EBs were formed from E14.Nkx2-5-GFP mES cells in the presence of 0.75 μM CHIR99021 and 0.1 μM PD0325901. 72 (±3) hours after placing in suspension culture, the cells were collected, washed once to remove 2i, and resuspended in SFDM. 24 hours later (day 4) EBs were stimulated with Activin A 4 ng/ml, BMP4 10 ng/ml and VEGF 5 ng/ml. 28 hours (day 5+4hours) after induction of cardiac mesoderm, EBs were dissociated with TrypLE. A subset of cells was stained for PDGFRα and Flk-1 with fluorescent antibodies and the expression of Nkx2.5 (GFP), PDGFRα, and Flk-1 were assessed using flow cytometry. The remainder of the cells were plated for continued differentiation into cardiomyocytes. On days 7 to 12 the cells were dissociated and stained with an antibody to cardiac troponin (cTroponin) or the corresponding isotype control and the percentage of cardiac troponin expressing cells was assessed using flow cytometry. A) Comparison of the percentage of cTroponin expressing cells to the percentage of Nkx2.5 positive cells on day 5. B) Comparison of the percentage of cTroponin expressing cells to the percentage of PDGFRα positive cells on day 5. C) Comparison of the percentage of cTroponin expressing cells to the percentage of Flk-1 positive cells on day 5. D) Comparison of the percentage of PDGFRα positive cells on day 5 to the percentage of Nkx2.5 positive cells on day 5. Least squares fit simple linear regression was performed using data from 7 experiments and the R2 coefficient is reported in each panel.

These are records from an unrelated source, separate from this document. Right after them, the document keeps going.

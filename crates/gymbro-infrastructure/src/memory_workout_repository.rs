//! In-memory WorkoutRepository implementation.

use async_trait::async_trait;
use gymbro_core::error::Result;
use gymbro_core::workout::{Workout, WorkoutRepository};
use std::collections::HashMap;
use std::sync::Arc;
use tokio::sync::RwLock;

/// Keeps completed workouts in memory, keyed by workout ID.
#[derive(Clone, Default)]
pub struct MemoryWorkoutRepository {
    workouts: Arc<RwLock<HashMap<String, Workout>>>,
}

impl MemoryWorkoutRepository {
    pub fn new() -> Self {
        Self::default()
    }

    pub async fn len(&self) -> usize {
        self.workouts.read().await.len()
    }

    pub async fn is_empty(&self) -> bool {
        self.workouts.read().await.is_empty()
    }
}

#[async_trait]
impl WorkoutRepository for MemoryWorkoutRepository {
    async fn save(&self, workout: &Workout) -> Result<()> {
        let mut workouts = self.workouts.write().await;
        workouts.insert(workout.workout_id.clone(), workout.clone());
        Ok(())
    }

    async fn find_by_id(&self, workout_id: &str) -> Result<Option<Workout>> {
        let workouts = self.workouts.read().await;
        Ok(workouts.get(workout_id).cloned())
    }

    async fn list_by_user(&self, user_id: &str) -> Result<Vec<Workout>> {
        let workouts = self.workouts.read().await;
        let mut result: Vec<Workout> = workouts
            .values()
            .filter(|w| w.user_id == user_id)
            .cloned()
            .collect();
        result.sort_by(|a, b| a.start_time.cmp(&b.start_time));
        Ok(result)
    }
}
//! Tracing subscriber setup.

use gymbro_core::config::{Environment, RootConfig};
use tracing_subscriber::EnvFilter;

/// Installs the global subscriber.
///
/// `RUST_LOG` wins when set; otherwise `log_level` from the config applies.
/// Production emits JSON lines, local emits human-readable text.
pub fn init(config: &RootConfig) {
    let filter = EnvFilter::try_from_default_env()
        .unwrap_or_else(|_| EnvFilter::new(&config.log_level));

    let builder = tracing_subscriber::fmt().with_env_filter(filter);
    let _ = match config.env {
        Environment::Production => builder.json().try_init(),
        Environment::Local => builder.with_target(false).try_init(),
    };
}
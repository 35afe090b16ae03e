use anyhow::{Result, bail};
use gymbro_core::workout::WorkoutRepository;
use gymbro_infrastructure::AsyncDirWorkoutRepository;
use std::path::PathBuf;

pub async fn list(config_path: Option<PathBuf>, user_id: &str) -> Result<()> {
    let (_, config) = super::load_config(config_path).await?;
    let Some(dir) = config.storage.history_dir else {
        bail!("storage.history_dir is not set; history is kept in memory only");
    };

    let repository = AsyncDirWorkoutRepository::new(&dir).await?;
    let workouts = repository.list_by_user(user_id).await?;

    if workouts.is_empty() {
        println!("No workouts for {}", user_id);
        return Ok(());
    }
    println!("{}", serde_json::to_string_pretty(&workouts)?);
    Ok(())
}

Low Serum Conditions Promote Cardiac Differentiation While Wnt Inhibitors are Dispensable
Many groups use StemPro differentiation media with the addition of the StemPro Nutrient Supplement for the culture of differentiating stem cells, however depending on the preparation of the nutrient supplement there is a large variability in the yield of cardiomyocytes (unpublished observations). Furthermore when we were able to obtain contracting cells using our differentiation protocol with StemPro Nutrient Supplement we only produced on average ∼3% cardiomyocytes (fig. 4A). We sought to determine if cardiac mesodermal cells could be supported in cell culture for continued differentiation to cardiomyocytes using fetal calf serum instead of the supplied nutrient supplement. We dissociated EBs following a 28 hour stimulation with Activin A, BMP4, and VEGF, then transferred these cells to adherent culture plates in StemPro media with 1%, and 5% FCS at a concentration of 1×106 cells/ml at 300 μl per well in 96well plates (fig. 4B). We determined that a low level of serum, 1%, was sufficient to support the continued growth and differentiation of these cells to cardiomyocytes, and that this effect was reproducible with multiple lots of FCS. Using the protocol defined up to this time our average yield of cardiomyocytes was approximately 40% (fig. 4C). In addition, Wnt inhibition in the later stages of differentiation reportedly enhances cardiomyogenesis from mouse  and human ES cells . We therefore tested the effect of Wnt inhibition using Dkk-1 on the yield of cardiomyocyte formation. As shown in figure 4D, inhibition of Wnt at the cardiac mesoderm stage did not improve the yield of cardiomyocytes. Lastly we investigated if there was a benefit to using FGF10 and bFGF following the formation of cardiac mesoderm as has been used by Kattman et al. . We found that neither FGF10 nor bFGF were necessary to promote the formation of cardiomyocytes when added at the cardiac mesoderm stage (data not shown). Since we did not find a benefit from adding these factors, we removed them from our differentiation protocol in order to reduce complexity and avoid potential problems associated with the presence of additional factors.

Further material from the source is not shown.